◆ What is being asked: Beginning with the line that holds "pub mod geocoding;", please retype each line through the end of the listing below, both ends included, and nothing more.

# # #

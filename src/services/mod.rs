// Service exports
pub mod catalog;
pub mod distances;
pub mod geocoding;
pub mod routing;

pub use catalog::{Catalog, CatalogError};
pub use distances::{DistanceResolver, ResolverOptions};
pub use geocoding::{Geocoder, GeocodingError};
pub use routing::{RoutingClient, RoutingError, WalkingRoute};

# # #

◆ Task output:
pub mod geocoding;
pub mod routing;

pub use catalog::{Catalog, CatalogError};
pub use distances::{DistanceResolver, ResolverOptions};
pub use geocoding::{Geocoder, GeocodingError};
pub use routing::{RoutingClient, RoutingError, WalkingRoute};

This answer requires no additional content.